Aconteceu uma coisa no Brasil, Zê, daquelas que não dá pra falar para o padre, naquela casinha dele, cheia de cortinas, penumbras, janelas protegidas com aramados de madeira. Uma coisa bem grande, que é quando ninguém fala mais nada sobre aquilo.  Essa carta aqui era pra dizer, em 2012, que os caras que mandam tinham inventado um modo de agir, no Brasil, no qual os gerentes, chefes e diretores falavam sorrindo, falavam sobre grandes novidades importantes e a gente - que achava ser apenas mais um modo de nos fazer sentir dores nas juntas e em todo o corpo, sentir medo e solidão - ficava com cara de assustado. E os gerentes continuavam sorrindo, como se a gente estivesse assustado por ser burro, louco ou idiota. Ou tudo isso junto. O bom dessa coisa grande que aconteceu agora, em 2017, é que agora todo mundo já ficou sabendo que não é louco, nem idiota. Talvez um pouco burro a gente continue a se achar. Somos desengonçados, para falar a verdade. Mas antes éramos individualmente incompetentes, inadequados, incômodos, desagradáveis, desnecessários. Agora estamos nos sentindo todos juntos, ao mesmo tempo mudos, dormindo e acordando pacientes, tementes. Eu não diria nem para o padre, mas isso não é algo que tenha desabado dos céus, de repente. Uma coisa que junta todo mundo num medo comum não pode aparecer do nada, a menos que seja um tsunami, uma bomba atômica. Mas daí não seria esse medo ordeiro, silencioso, normal, seria um desespero para ser socorrido, uma gritaria pedindo ajuda. Esse medo de hoje é muito interessante, Zeferina, ele precisa ser escondido dentro de cada um, mesmo que todos saibam, ao mesmo tempo, que ele está ali, em todos.

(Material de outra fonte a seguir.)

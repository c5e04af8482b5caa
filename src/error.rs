use axum::{ http::StatusCode, response::{ IntoResponse, Response }, Json };
use serde::Serialize;
use serde_json::Value as JsonValue;
use thiserror::Error;

#[derive(Error, Debug)]
pub enum RelayError {
    #[error("{0}")]
    InvalidRequest(String),

    #[error("{0} not configured")]
    NotConfigured(String),

    #[error("{0}")]
    PayloadTooLarge(String),

    #[error("{message}")]
    Provider {
        message: String,
        details: Option<JsonValue>,
    },

    #[error("Storage error: {0}")]
    Storage(#[from] std::io::Error),

    #[error("{0}")]
    Timeout(String),
}

impl RelayError {
    pub fn invalid(message: impl Into<String>) -> Self {
        RelayError::InvalidRequest(message.into())
    }

    pub fn provider(message: impl Into<String>) -> Self {
        RelayError::Provider { message: message.into(), details: None }
    }

    pub fn provider_with_details(message: impl Into<String>, details: JsonValue) -> Self {
        RelayError::Provider { message: message.into(), details: Some(details) }
    }

    pub fn status_code(&self) -> StatusCode {
        match self {
            RelayError::InvalidRequest(_) => StatusCode::BAD_REQUEST,
            RelayError::NotConfigured(_) => StatusCode::SERVICE_UNAVAILABLE,
            RelayError::PayloadTooLarge(_) => StatusCode::PAYLOAD_TOO_LARGE,
            RelayError::Provider { .. } => StatusCode::BAD_GATEWAY,
            RelayError::Storage(_) => StatusCode::INTERNAL_SERVER_ERROR,
            RelayError::Timeout(_) => StatusCode::GATEWAY_TIMEOUT,
        }
    }
}

impl From<reqwest::Error> for RelayError {
    fn from(err: reqwest::Error) -> Self {
        RelayError::provider(format!("API request failed: {}", err))
    }
}

#[derive(Serialize)]
struct ErrorBody {
    error: String,
    #[serde(skip_serializing_if = "Option::is_none")]
    details: Option<JsonValue>,
}

impl IntoResponse for RelayError {
    fn into_response(self) -> Response {
        let status = self.status_code();
        let details = match &self {
            RelayError::Provider { details, .. } => details.clone(),
            _ => None,
        };
        let body = ErrorBody { error: self.to_string(), details };
        (status, Json(body)).into_response()
    }
}

pub type RelayResult<T> = Result<T, RelayError>;

#[cfg(test)]
mod tests {
    use super::*;
    use serde_json::json;

    #[test]
    fn maps_each_kind_to_a_failure_status() {
        assert_eq!(RelayError::invalid("x").status_code(), StatusCode::BAD_REQUEST);
        assert_eq!(
            RelayError::NotConfigured("D_ID_API_KEY".into()).status_code(),
            StatusCode::SERVICE_UNAVAILABLE
        );
        assert_eq!(
            RelayError::PayloadTooLarge("too big".into()).status_code(),
            StatusCode::PAYLOAD_TOO_LARGE
        );
        assert_eq!(RelayError::provider("x").status_code(), StatusCode::BAD_GATEWAY);
        assert_eq!(
            RelayError::Storage(std::io::Error::other("disk")).status_code(),
            StatusCode::INTERNAL_SERVER_ERROR
        );
        assert_eq!(
            RelayError::Timeout("video generation timed out".into()).status_code(),
            StatusCode::GATEWAY_TIMEOUT
        );
    }

    #[test]
    fn not_configured_names_the_missing_setting() {
        let err = RelayError::NotConfigured("GEMINI_API_KEY".into());
        assert_eq!(err.to_string(), "GEMINI_API_KEY not configured");
    }

    #[tokio::test]
    async fn provider_error_body_carries_details() {
        let err = RelayError::provider_with_details(
            "D-ID video generation failed",
            json!({ "status": "error", "error": { "kind": "FaceError" } })
        );
        let response = err.into_response();
        assert_eq!(response.status(), StatusCode::BAD_GATEWAY);

        let bytes = axum::body::to_bytes(response.into_body(), usize::MAX).await.unwrap();
        let body: JsonValue = serde_json::from_slice(&bytes).unwrap();
        assert_eq!(body["error"], "D-ID video generation failed");
        assert_eq!(body["details"]["error"]["kind"], "FaceError");
    }
}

Na cidade grande, como Porto Alegre, ou na praia, onde moro, em todo lugar há este medo como um filtro, como aquelas pinturas das faces das mulheres, quando elas querem parecer estar com seus próprios rostos, mas estão com máscaras e todo mundo vê. Como quando as mulheres estão sobre saltos enormes e finos e fingem que andam em paz, enquanto aquilo dói ou avisa que vai doer. As modelos magérrimas nos desfiles andando sobre enormes saltos, como se estivessem caminhando livres. Uma verdadeira arte do disfarce: confesso que não confesso nada.   Medos com máscaras diferentes, conforme o lugar, mas todos sabendo ser o mesmo medo. Um enorme medo normal, inconfessável, sobre o qual esquecemos por não poder falar nem para um padre. E se alguém fala, nossa! Todos olham com cara de psiu! Cala a boca!     
               “O sino da igreja católica bateu às sete horas da manhã de domingo”, escrevi quando morava no centro de Imbituba, em 2009.  E segui nessa carta, naquela época, quando o medo era infinitamente menor e mais individual, “há sempre um recomeço, quando um grande coletivo humano mergulha na destruição; sempre brotam casais sobreviventes, das cinzas”. Por que escrevi “casais”? Talvez pelo sino da igreja, pelas ideias de dilúvio e arca de Noé. Mas não precisariam ser exatamente “casais”, poderia ser um “todo mundo” de algum lugar qualquer. Não poderiam ser casais em um navio, creio que só se fossem lugares inteiros onde todo mundo conseguisse se livrar desse medo comum, todo mundo junto. Mas se nem isso fosse possível, se esse medo fosse por causa de uma bomba atômica qualquer, então poderiam ser cartas, quem sabe. Cartas de um amor abandonado. Não o do jovem Werther, mas um que não pudesse morrer. Um amor gigante, sereno, infinito.